Attendu que l’argument de l’OPVN, selon lequel il n’y avait pas de saisie au moment de l’arrêt ne saurait prospérer; qu’en effet, la saisie-attribution ne pourrait être pratiquée par le créancier que sur des créances appartenant au débiteur; qu’en l’espèce, les créances saisies et payées entre les mains de l’OPVN étant déclarées propriété de la SONIBANK, l’OPVN doit faire rentrer la SONIBANK dans ses droits; la nullité de la saisie pratiquée doit anéantir tous les effets de ladite saisie, et faire comme si elle n’avait pas existé.
Qu’ainsi, il résulte de l’arrêt n 110 du 05/11/2003 de la Cour d’Appel de Niamey, que l’obligation de l’OPVN à restituer à la SONIBANK ses créances saisies et encaissées, n’est pas sérieusement contestable.
Attendu que l’OPVN oppose à la SONIBANK, l’article 170 AUPSRVE pour soutenir que les délais de contestation ayant expiré, elle ne peut qu’agir en répétition de l’indu, en saisissant le juge du fond.
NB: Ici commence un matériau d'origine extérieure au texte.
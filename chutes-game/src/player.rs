//! Player variants and their per-turn movement rules.
use serde::{Deserialize, Serialize};
use std::fmt;
use std::str::FromStr;

use crate::board::{Board, Square};
use crate::config::ConfigError;
use crate::constants::{DEFAULT_LAZY_DROPPED_STEPS, DEFAULT_RESILIENT_EXTRA_STEPS, DIE_FACES};
use crate::dice::RollSource;
use crate::game::GameError;

/// Movement behaviour a player follows.
#[derive(Clone, Copy, Debug, PartialEq, Eq, PartialOrd, Ord, Hash, Serialize, Deserialize)]
#[serde(rename_all = "snake_case")]
pub enum PlayerKind {
    #[serde(alias = "Player")]
    Standard,
    #[serde(alias = "ResilientPlayer")]
    Resilient,
    #[serde(alias = "LazyPlayer")]
    Lazy,
}

impl PlayerKind {
    pub const ALL: [Self; 3] = [Self::Standard, Self::Resilient, Self::Lazy];

    /// Display label used in reports.
    #[must_use]
    pub const fn label(self) -> &'static str {
        match self {
            Self::Standard => "Player",
            Self::Resilient => "ResilientPlayer",
            Self::Lazy => "LazyPlayer",
        }
    }

    /// Short key used in configuration files and on the command line.
    #[must_use]
    pub const fn key(self) -> &'static str {
        match self {
            Self::Standard => "standard",
            Self::Resilient => "resilient",
            Self::Lazy => "lazy",
        }
    }
}

impl fmt::Display for PlayerKind {
    fn fmt(&self, f: &mut fmt::Formatter<'_>) -> fmt::Result {
        f.write_str(self.label())
    }
}

impl FromStr for PlayerKind {
    type Err = ConfigError;

    fn from_str(s: &str) -> Result<Self, Self::Err> {
        let token = s.trim();
        Self::ALL
            .into_iter()
            .find(|kind| {
                token.eq_ignore_ascii_case(kind.key()) || token.eq_ignore_ascii_case(kind.label())
            })
            .ok_or_else(|| ConfigError::UnknownPlayerKind(token.to_string()))
    }
}

/// Magnitudes of the resilient bonus and the lazy penalty.
#[derive(Debug, Clone, Copy, PartialEq, Eq, Serialize, Deserialize)]
pub struct VariantTuning {
    #[serde(default = "VariantTuning::default_extra_steps")]
    pub resilient_extra_steps: u32,
    #[serde(default = "VariantTuning::default_dropped_steps")]
    pub lazy_dropped_steps: u32,
}

impl VariantTuning {
    const fn default_extra_steps() -> u32 {
        DEFAULT_RESILIENT_EXTRA_STEPS
    }

    const fn default_dropped_steps() -> u32 {
        DEFAULT_LAZY_DROPPED_STEPS
    }

    /// Largest penalty that still lets a lazy player leave a ladder landing.
    pub const MAX_DROPPED_STEPS: u32 = DIE_FACES as u32 - 1;

    pub(crate) fn validate(&self) -> Result<(), ConfigError> {
        if self.lazy_dropped_steps > Self::MAX_DROPPED_STEPS {
            return Err(ConfigError::DroppedStepsTooLarge {
                value: self.lazy_dropped_steps,
                max: Self::MAX_DROPPED_STEPS,
            });
        }
        Ok(())
    }
}

impl Default for VariantTuning {
    fn default() -> Self {
        Self {
            resilient_extra_steps: Self::default_extra_steps(),
            lazy_dropped_steps: Self::default_dropped_steps(),
        }
    }
}

/// Movement rule of one player, carrying its tuning.
#[derive(Debug, Clone, Copy, PartialEq, Eq)]
pub enum Movement {
    /// Moves by the die roll.
    Standard,
    /// Gets `extra_steps` on top of the roll when standing where a chute lands.
    Resilient { extra_steps: u32 },
    /// Loses `dropped_steps` from the roll when standing where a ladder lands,
    /// forfeiting the turn when the roll is smaller than the penalty.
    Lazy { dropped_steps: u32 },
}

impl Movement {
    #[must_use]
    pub const fn for_kind(kind: PlayerKind, tuning: &VariantTuning) -> Self {
        match kind {
            PlayerKind::Standard => Self::Standard,
            PlayerKind::Resilient => Self::Resilient {
                extra_steps: tuning.resilient_extra_steps,
            },
            PlayerKind::Lazy => Self::Lazy {
                dropped_steps: tuning.lazy_dropped_steps,
            },
        }
    }

    #[must_use]
    pub const fn kind(self) -> PlayerKind {
        match self {
            Self::Standard => PlayerKind::Standard,
            Self::Resilient { .. } => PlayerKind::Resilient,
            Self::Lazy { .. } => PlayerKind::Lazy,
        }
    }
}

/// What happened during a single turn.
#[derive(Debug, Clone, Copy, PartialEq, Eq)]
pub enum Turn {
    Moved {
        roll: u8,
        from: Square,
        candidate: Square,
        to: Square,
    },
    /// The roll was discarded and nothing changed.
    Skipped { roll: u8 },
}

impl Turn {
    #[must_use]
    pub const fn roll(self) -> u8 {
        match self {
            Self::Moved { roll, .. } | Self::Skipped { roll } => roll,
        }
    }

    #[must_use]
    pub const fn is_skipped(self) -> bool {
        matches!(self, Self::Skipped { .. })
    }
}

/// Position and turn counter of one player within one game.
#[derive(Debug, Clone, PartialEq, Eq)]
pub struct PlayerState {
    movement: Movement,
    position: Square,
    steps: u32,
}

impl PlayerState {
    /// Fresh player off the board.
    #[must_use]
    pub const fn new(movement: Movement) -> Self {
        Self {
            movement,
            position: 0,
            steps: 0,
        }
    }

    #[must_use]
    pub const fn with_position(mut self, position: Square) -> Self {
        self.position = position;
        self
    }

    #[must_use]
    pub const fn position(&self) -> Square {
        self.position
    }

    /// Turns that moved the player; voided turns are not counted.
    #[must_use]
    pub const fn steps(&self) -> u32 {
        self.steps
    }

    #[must_use]
    pub const fn kind(&self) -> PlayerKind {
        self.movement.kind()
    }

    #[must_use]
    pub const fn movement(&self) -> Movement {
        self.movement
    }

    /// Roll once and move according to this player's variant.
    ///
    /// # Errors
    ///
    /// Propagates roll-source failures and rejects rolls outside `1..=6`.
    pub fn take_turn<D>(&mut self, board: &Board, dice: &mut D) -> Result<Turn, GameError>
    where
        D: RollSource + ?Sized,
    {
        let roll = dice.roll()?;
        if !(1..=DIE_FACES).contains(&roll) {
            return Err(GameError::InvalidRoll {
                roll,
                faces: DIE_FACES,
            });
        }
        let pips = u32::from(roll);

        let movement = self.movement;
        let turn = match movement {
            Movement::Resilient { extra_steps }
                if board.chute_destinations().contains(&self.position) =>
            {
                self.advance(board, roll, pips.saturating_add(extra_steps))
            }
            Movement::Lazy { dropped_steps }
                if board.ladder_destinations().contains(&self.position) =>
            {
                match pips.checked_sub(dropped_steps) {
                    Some(stride) => self.advance(board, roll, stride),
                    None => Turn::Skipped { roll },
                }
            }
            Movement::Standard | Movement::Resilient { .. } | Movement::Lazy { .. } => {
                self.advance(board, roll, pips)
            }
        };
        Ok(turn)
    }

    fn advance(&mut self, board: &Board, roll: u8, stride: u32) -> Turn {
        let from = self.position;
        let candidate = from.saturating_add(stride);
        let to = board.landing_square(candidate);
        self.position = to;
        self.steps = self.steps.saturating_add(1);
        Turn::Moved {
            roll,
            from,
            candidate,
            to,
        }
    }
}

#[cfg(test)]
mod tests {
    use super::*;
    use crate::dice::{Die, ScriptedRolls};
    use std::collections::BTreeMap;

    fn sample_board() -> Board {
        Board::new(
            BTreeMap::from([(1, 40), (8, 10)]),
            BTreeMap::from([(24, 5), (33, 3)]),
            90,
        )
        .unwrap()
    }

    fn player(kind: PlayerKind) -> PlayerState {
        PlayerState::new(Movement::for_kind(kind, &VariantTuning::default()))
    }

    #[test]
    fn standard_first_roll_takes_ladder() {
        let board = Board::new(BTreeMap::from([(1, 40)]), BTreeMap::from([(24, 5)]), 90).unwrap();
        let mut p = player(PlayerKind::Standard);
        let turn = p
            .take_turn(&board, &mut ScriptedRolls::new([1]))
            .unwrap();
        assert_eq!(
            turn,
            Turn::Moved {
                roll: 1,
                from: 0,
                candidate: 1,
                to: 40
            }
        );
        assert_eq!(p.position(), 40);
        assert_eq!(p.steps(), 1);
    }

    #[test]
    fn standard_move_with_ladders_everywhere() {
        let board = Board::new(
            BTreeMap::from([(1, 30), (2, 31), (3, 32), (4, 33), (5, 34), (6, 35)]),
            BTreeMap::from([(40, 12), (41, 11), (42, 10), (43, 9)]),
            90,
        )
        .unwrap();
        let mut die = Die::seeded(11);
        for _ in 0..50 {
            let mut p = player(PlayerKind::Standard);
            p.take_turn(&board, &mut die).unwrap();
            assert!(p.position() >= 30);
            assert!(board.shortcut_at(p.position()).is_none());
        }
    }

    #[test]
    fn standard_moves_by_roll_then_resolves_chutes() {
        let board = sample_board();
        let mut p = player(PlayerKind::Standard).with_position(20);
        p.take_turn(&board, &mut ScriptedRolls::new([4])).unwrap();
        assert_eq!(p.position(), 5);
        p.take_turn(&board, &mut ScriptedRolls::new([6])).unwrap();
        assert_eq!(p.position(), 11);
        assert_eq!(p.steps(), 2);
    }

    #[test]
    fn standard_never_rests_on_shortcut_source() {
        let board = Board::default();
        let mut die = Die::seeded(99);
        let mut p = player(PlayerKind::Standard);
        while !board.goal_reached(p.position()) {
            let before = p.position();
            match p.take_turn(&board, &mut die).unwrap() {
                Turn::Moved {
                    roll, candidate, ..
                } => {
                    assert_eq!(candidate, before + u32::from(roll));
                    assert!((1..=6).contains(&(candidate - before)));
                }
                Turn::Skipped { .. } => panic!("standard players never skip"),
            }
            assert!(board.shortcut_at(p.position()).is_none());
        }
    }

    #[test]
    fn resilient_bonus_applies_on_chute_destination() {
        let board = sample_board();
        let mut p = player(PlayerKind::Resilient).with_position(5);
        let turn = p.take_turn(&board, &mut ScriptedRolls::new([2])).unwrap();
        assert_eq!(
            turn,
            Turn::Moved {
                roll: 2,
                from: 5,
                candidate: 8,
                to: 10
            }
        );
        assert_eq!(p.steps(), 1);
    }

    #[test]
    fn resilient_ignores_ladder_destinations() {
        let board = sample_board();
        let mut p = player(PlayerKind::Resilient).with_position(40);
        p.take_turn(&board, &mut ScriptedRolls::new([3])).unwrap();
        assert_eq!(p.position(), 43);
    }

    #[test]
    fn resilient_uses_configured_extra_steps() {
        let board = sample_board();
        let tuning = VariantTuning {
            resilient_extra_steps: 4,
            ..VariantTuning::default()
        };
        let mut p = PlayerState::new(Movement::for_kind(PlayerKind::Resilient, &tuning))
            .with_position(3);
        p.take_turn(&board, &mut ScriptedRolls::new([1])).unwrap();
        assert_eq!(p.position(), 10);
    }

    #[test]
    fn lazy_penalty_applies_on_ladder_destination() {
        let board = sample_board();
        let mut p = player(PlayerKind::Lazy).with_position(40);
        p.take_turn(&board, &mut ScriptedRolls::new([5])).unwrap();
        assert_eq!(p.position(), 44);
        assert_eq!(p.steps(), 1);
    }

    #[test]
    fn lazy_turn_voided_when_roll_below_penalty() {
        let board = sample_board();
        let tuning = VariantTuning {
            lazy_dropped_steps: 3,
            ..VariantTuning::default()
        };
        let mut p =
            PlayerState::new(Movement::for_kind(PlayerKind::Lazy, &tuning)).with_position(10);
        let turn = p.take_turn(&board, &mut ScriptedRolls::new([2])).unwrap();
        assert_eq!(turn, Turn::Skipped { roll: 2 });
        assert!(turn.is_skipped());
        assert_eq!(p.position(), 10);
        assert_eq!(p.steps(), 0);

        let turn = p.take_turn(&board, &mut ScriptedRolls::new([3])).unwrap();
        assert_eq!(turn.roll(), 3);
        assert_eq!(p.position(), 10);
        assert_eq!(p.steps(), 1);
    }

    #[test]
    fn lazy_ignores_chute_destinations() {
        let board = sample_board();
        let mut p = player(PlayerKind::Lazy).with_position(5);
        p.take_turn(&board, &mut ScriptedRolls::new([1])).unwrap();
        assert_eq!(p.position(), 6);
    }

    #[test]
    fn invalid_roll_is_rejected() {
        let board = sample_board();
        let mut p = player(PlayerKind::Standard);
        let err = p
            .take_turn(&board, &mut ScriptedRolls::new([7]))
            .unwrap_err();
        assert_eq!(err, GameError::InvalidRoll { roll: 7, faces: 6 });
        let err = p
            .take_turn(&board, &mut ScriptedRolls::new([0]))
            .unwrap_err();
        assert_eq!(err, GameError::InvalidRoll { roll: 0, faces: 6 });
        assert_eq!(p.position(), 0);
        assert_eq!(p.steps(), 0);
    }

    #[test]
    fn kind_parses_keys_and_labels() {
        assert_eq!("standard".parse::<PlayerKind>().unwrap(), PlayerKind::Standard);
        assert_eq!("Player".parse::<PlayerKind>().unwrap(), PlayerKind::Standard);
        assert_eq!(" LAZY ".parse::<PlayerKind>().unwrap(), PlayerKind::Lazy);
        assert_eq!(
            "resilientplayer".parse::<PlayerKind>().unwrap(),
            PlayerKind::Resilient
        );
        assert!(matches!(
            "sneaky".parse::<PlayerKind>(),
            Err(ConfigError::UnknownPlayerKind(token)) if token == "sneaky"
        ));
    }

    #[test]
    fn kind_serde_uses_keys_and_accepts_labels() {
        assert_eq!(
            serde_json::to_string(&PlayerKind::Resilient).unwrap(),
            "\"resilient\""
        );
        let kinds: Vec<PlayerKind> =
            serde_json::from_str(r#"["standard", "LazyPlayer", "Player"]"#).unwrap();
        assert_eq!(
            kinds,
            vec![PlayerKind::Standard, PlayerKind::Lazy, PlayerKind::Standard]
        );
    }

    #[test]
    fn tuning_rejects_unescapable_penalty() {
        let tuning = VariantTuning {
            lazy_dropped_steps: 6,
            ..VariantTuning::default()
        };
        assert!(matches!(
            tuning.validate(),
            Err(ConfigError::DroppedStepsTooLarge { value: 6, max: 5 })
        ));
        assert!(VariantTuning::default().validate().is_ok());
    }
}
Mais, attendu que l’article 170 ne concerne que le débiteur, et non le tiers propriétaire des sommes saisies; qu’en outre, la contestation de la saisie élevée par la SONIBANK a été tranchée par la Cour d’Appel par son arrêt n 254 du 06/12/2004.
Que de tout ce qui précède, il y a lieu de condamner l’OPVN à rembourser à la SONIBANK, la somme de 98.048.522 FCFA.
Attendu que la SONIBANK sollicite l’exécution provisoire sur minute et avant enregistrement de la décision à intervenir.
Attendu que l’obligation de l’OPVN résulte de l’arrêt n 254 du 06/12/2004; qu’elle est ancienne.
Qu’il échet de faire droit à la demande de la SONIBANK.
Attendu, enfin, que l’OPVN ayant succombé, doit être condamné aux dépens.
PAR CES MOTIFS
Statuant publiquement, contradictoirement, en matière de référé et en premier ressort :
Déclare irrecevable l’exception d’incompétence du juge des référés soulevée par l’O.P.V.N.
Déclare recevable en la forme, la requête de la SONIBANK.
Condamne l’O.P.V.N. à rembourser à la SONIBANK, la somme de 98.048.522 FCFA.
Ordonne l’exécution provisoire sur minute et avant enregistrement.
Condamne l’O.P.V.N. aux dépens a.D.d. : 15 jours
Ainsi fait, jugé et prononcé publiquement par la Cour d’Appel de Niamey, les jour, mois et an que dessus.
Et ont signé le Président et le Greffier.